▶ **Your task**
Only lines with the string "content" are wanted. Pull them out of the data.

*** Opening Data provided ***

fn build_call(
    name: &str,
    arguments: Option<&Value>,
    known_tools: &[String],
) -> Option<RecoveredCall> {
    if !known_tools.is_empty() && !known_tools.iter().any(|t| t == name) {
        return None;
    }
    let args = match arguments {
        Some(Value::Object(m)) => Value::Object(m.clone()),
        // Arguments serialized as an embedded JSON string.
        Some(Value::String(s)) => parse_arguments(s),
        _ => json!({}),
    };
    Some(RecoveredCall {
        name: name.to_string(),
        arguments: args,
    })
}

// ─── Recognizer: prose cues ───────────────────────────────────────────────────

/// "I'll use read_file to look at `src/main.rs`" — an action verb, a known
/// tool name, and one extractable argument token.
fn prose_cue(content: &str, known_tools: &[String]) -> Option<RecoveredCall> {
    let verb_re = Regex::new(r"(?i)\b(use|using|call|calling|run|running|invoke|invoking)\b").unwrap();
    let verb = verb_re.find(content)?;

    let tool = known_tools
        .iter()
        .filter_map(|t| content[verb.end()..].find(t.as_str()).map(|pos| (pos, t)))
        .min_by_key(|(pos, _)| *pos)
        .map(|(_, t)| t.clone())?;

    // The argument is the first quoted, backticked, or path-shaped token
    // after the tool name.
    let after_tool = &content[verb.end()..];
    let after_tool = &after_tool[after_tool.find(tool.as_str())? + tool.len()..];
    let arg_re = Regex::new(r#""([^"]+)"|`([^`]+)`|'([^']+)'|(\S*[/.]\S+)"#).unwrap();
    let caps = arg_re.captures(after_tool)?;
    let arg = caps
        .get(1)
        .or_else(|| caps.get(2))
        .or_else(|| caps.get(3))
        .or_else(|| caps.get(4))?
        .as_str()
        .trim_end_matches(['.', ',', ';']);
    if arg.is_empty() {
        return None;
    }

    let key = primary_argument_key(&tool);
    Some(RecoveredCall {
        name: tool,
        arguments: json!({ key: arg }),
    })
}

/// Best-guess primary argument name when recovering from prose, where no
/// schema information is present in the text.
fn primary_argument_key(tool: &str) -> &'static str {
    if tool.contains("shell") || tool.contains("command") {
        "command"
    } else if tool.contains("file") {
        "file_path"
    } else {
        "path"
    }
}

// ─── Argument parsing and repair ──────────────────────────────────────────────

/// Parse a raw JSON argument string, repairing common model mistakes.
///
/// Never fails: unparseable arguments degrade to `{}` (with a warning) so
/// a malformed call still reaches the tool, which reports the missing
/// parameters in its own words.
pub fn parse_arguments(raw: &str) -> Value {
    let trimmed = raw.trim();
    if trimmed.is_empty() {
        return Value::Object(Default::default());
    }
    if let Ok(v) = serde_json::from_str::<Value>(trimmed) {
        if v.is_object() {
            return v;
        }
    }
    let repaired = repair_json(trimmed);
    match serde_json::from_str::<Value>(&repaired) {
        Ok(v) if v.is_object() => {
            warn!("repaired invalid JSON tool arguments");
            v
        }
        _ => {
            warn!(raw = %trimmed, "unparseable tool arguments; substituting {{}}");
            Value::Object(Default::default())
        }
    }
}

/// Attempt mechanical repairs of near-JSON: invalid escape sequences,
/// a missing closing quote, and a missing closing brace.
fn repair_json(raw: &str) -> String {
    let mut fixed = fix_invalid_escapes(raw);
    if !fixed.trim_end().ends_with('}') {
        let quote_count = fixed.chars().filter(|&c| c == '"').count();
        if quote_count % 2 == 1 {
            fixed.push('"');
        }
        fixed.push('}');
    }
    fixed
}

/// Replace invalid escape sequences inside string values with an escaped
/// backslash.  Valid JSON escapes are `"` `\` `/` `b` `f` `n` `r` `t` `u`.
fn fix_invalid_escapes(raw: &str) -> String {
    let mut result = String::with_capacity(raw.len() + 16);
    let mut chars = raw.chars();
    let mut in_string = false;

    while let Some(c) = chars.next() {
        if in_string {
            match c {
                '\\' => match chars.next() {
                    Some(next)
                        if matches!(next, '"' | '\\' | '/' | 'b' | 'f' | 'n' | 'r' | 't' | 'u') =>
                    {
                        result.push('\\');
                        result.push(next);
                    }
                    Some(next) => {
                        result.push('\\');
                        result.push('\\');
                        result.push(next);
                    }
                    None => result.push('\\'),
                },
                '"' => {
                    in_string = false;
                    result.push('"');
                }
                _ => result.push(c),
            }
        } else {
            if c == '"' {
                in_string = true;
            }
            result.push(c);
        }
    }
    result
}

*** Closing Data provided ***

▶ **Task output**
fn prose_cue(content: &str, known_tools: &[String]) -> Option<RecoveredCall> {
    let verb = verb_re.find(content)?;
        .filter_map(|t| content[verb.end()..].find(t.as_str()).map(|pos| (pos, t)))
    let after_tool = &content[verb.end()..];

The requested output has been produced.